The special effects, in the end, fail more often than they succeed. The vampire faces can look really silly, and make it hard to latch onto any tension, or air of danger, that the story is trying to create.
The Nonsensical Conclusion
Morbius is filled to the brim with generic mediocrity, with more than a few straight-up bad bumps in the road. But the finishing act is where it all crashes down the hardest.
It is hard to make out what was happening in any of the final action sequences as they unfolded on screen. It's hard to discern what the surroundings were or what was even happening as characters threw punches. It was all just an uninterpretable and bombastic finishing set piece.
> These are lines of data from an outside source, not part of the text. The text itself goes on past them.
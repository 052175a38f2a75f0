use thiserror::Error;

/// Errors that can occur while turning a photo into recipes
#[derive(Error, Debug)]
pub enum AdvisorError {
    /// A required credential or setting is missing
    #[error("{0}")]
    ConfigurationError(String),

    /// The image could not be read or encoded
    #[error("Failed to encode image: {0}")]
    EncodingError(String),

    /// The vision endpoint answered with a non-2xx status
    #[error("{}", detection_message(.status, .reason))]
    DetectionError { status: u16, reason: String },

    /// The recipe search endpoint answered with a non-2xx status
    #[error("Recipe search error: {status} - {reason}")]
    SearchError { status: u16, reason: String },

    /// The recipe detail endpoint answered with a non-2xx status
    #[error("Recipe details error: {status} - {reason}")]
    DetailFetchError { status: u16, reason: String },

    /// A 2xx response did not have the expected shape
    #[error("Invalid response structure: {0}")]
    InvalidResponseError(String),

    /// Transport-level HTTP failure
    #[error("HTTP request failed: {0}")]
    RequestError(#[from] reqwest::Error),

    /// The detector ran but found nothing usable
    #[error("No ingredients detected in the image. Please try a clearer image with visible ingredients.")]
    NoIngredientsDetected,

    /// Uniform wrapper produced by the pipeline for any stage failure
    #[error("Recipe processing failed: {source}")]
    Pipeline {
        #[source]
        source: Box<AdvisorError>,
    },

    /// The demo recipe table could not be loaded
    #[error("Demo table error: {0}")]
    DemoTableError(String),

    /// Builder configuration error
    #[error("Builder error: {0}")]
    BuilderError(String),

    /// Configuration file or environment could not be parsed
    #[error("Configuration error: {0}")]
    ConfigError(#[from] config::ConfigError),
}

impl AdvisorError {
    /// Wrap this error into the single user-facing pipeline error.
    ///
    /// Already-wrapped errors are returned unchanged.
    pub fn into_pipeline(self) -> Self {
        match self {
            AdvisorError::Pipeline { .. } => self,
            other => AdvisorError::Pipeline {
                source: Box::new(other),
            },
        }
    }

    /// HTTP status carried by the error, if any
    pub fn status(&self) -> Option<u16> {
        match self {
            AdvisorError::DetectionError { status, .. }
            | AdvisorError::SearchError { status, .. }
            | AdvisorError::DetailFetchError { status, .. } => Some(*status),
            AdvisorError::RequestError(e) => e.status().map(|s| s.as_u16()),
            AdvisorError::Pipeline { source } => source.status(),
            _ => None,
        }
    }
}

// 404, 403 and 400 each point the user at a different fix.
fn detection_message(status: &u16, reason: &str) -> String {
    match *status {
        404 => format!(
            "Vision API endpoint not found ({} - {}). Please check your API configuration.",
            status, reason
        ),
        403 => format!(
            "Vision API access denied ({} - {}). Please check your API key permissions.",
            status, reason
        ),
        400 => format!(
            "Invalid request to vision API ({} - {}). Please check the image format.",
            status, reason
        ),
        _ => format!(
            "Failed to detect ingredients from image ({} - {}). Please try again.",
            status, reason
        ),
    }
}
To cap it all off, certain events occurred that seemed out of the blue, and also had no logistical backing in the previous hour-plus of screen time. What was meant to be a triumphant moment ended up being one of immense confusion.
Sony Pictures Flailing About
It may seem odd to put focus on the post-credits scene for a review of the whole film, but here, it’s absolutely necessary. They are awful.
There are two scenes shortly after the credits begin rolling. The first logistically makes no sense at all and showcases that the powers at be may not have even watched their past Marvel projects.
The second one is above and beyond the worst. It felt like it was written by a six-year-old—and it’s not worth mincing words because it’s simply that bad. On top of being miserable writing, the logistical issues shine brightly here as well.
They will make many fans want to tear their hair out.
It’s all a very clear indication that Sony Pictures has no idea what they are doing with its Spider-Man properties. It wouldn't be surprising if another serious evaluation of the studios' future plans may be in the cards.
A Frustrating Disappointment
Despite all the harsh words, it isn’t the worst piece of cinema to grace the big screen. However, it is immensely frustrating, and ultimately a forgettable experience. That is, aside from those mindbogglingly bad after-credits scenes, which will make you want to claw out your eyeballs.
Having only seen the film hours ago, the experience is already fading from my memory; something I’m sure many audiences will relate to here in the coming days.
It’s sad that Sony Pictures doesn’t seem to be able to get any of its live-action projects right without the guiding hand of Marvel Studios. Maybe it's time they give in and allow some guidance from creative teams that know what they are doing.
Needless to say, this outing isn’t likely to get people excited for what comes next in Sony’s Spider-Man Universe—nor will many people be clamoring for more of the Living Vampire.
Morbius hits theaters on April 1 in theaters worldwide.